> _Work item_: Top to bottom, every record is to be copied word for word.

(Saved entries)
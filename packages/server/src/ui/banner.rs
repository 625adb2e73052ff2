//! Welcome banner written to every new connection before the name prompt.

pub const WELCOME_BANNER: &str = concat!(
    "Welcome to TCP-Chat!\n",
    "         _nnnn_\n",
    "        dGGGGMMb\n",
    "       @p~qp~~qMb\n",
    "       M|@||@) M|\n",
    "       @,----.JM|\n",
    "      JS^\\__/  qKL\n",
    "     dZP        qKRb\n",
    "    dZP          qKKb\n",
    "   fZP            SMMb\n",
    "   HZM            MMMM\n",
    "   FqM            MMMM\n",
    " __| \".        |\\dS\"qML\n",
    " |    `.       | `' \\Zq\n",
    "_)      \\.___.,|     .'\n",
    "\\____   )MMMMMP|   .'\n",
    "     `-'       `--'\n",
);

> _Your response_:
filename packages/server/src/ui/banner.rs
repository 625adb2e73052ff2
//! Welcome banner written to every new connection before the name prompt.

pub const WELCOME_BANNER: &str = concat!(
    "Welcome to TCP-Chat!\n",
    "         _nnnn_\n",
    "        dGGGGMMb\n",
    "       @p~qp~~qMb\n",
    "       M|@||@) M|\n",
    "       @,----.JM|\n",
    "      JS^\\__/  qKL\n",
    "     dZP        qKRb\n",
    "    dZP          qKKb\n",
    "   fZP            SMMb\n",
    "   HZM            MMMM\n",
    "   FqM            MMMM\n",
    " __| \".        |\\dS\"qML\n",
    " |    `.       | `' \\Zq\n",
    "_)      \\.___.,|     .'\n",
    "\\____   )MMMMMP|   .'\n",
    "     `-'       `--'\n",
);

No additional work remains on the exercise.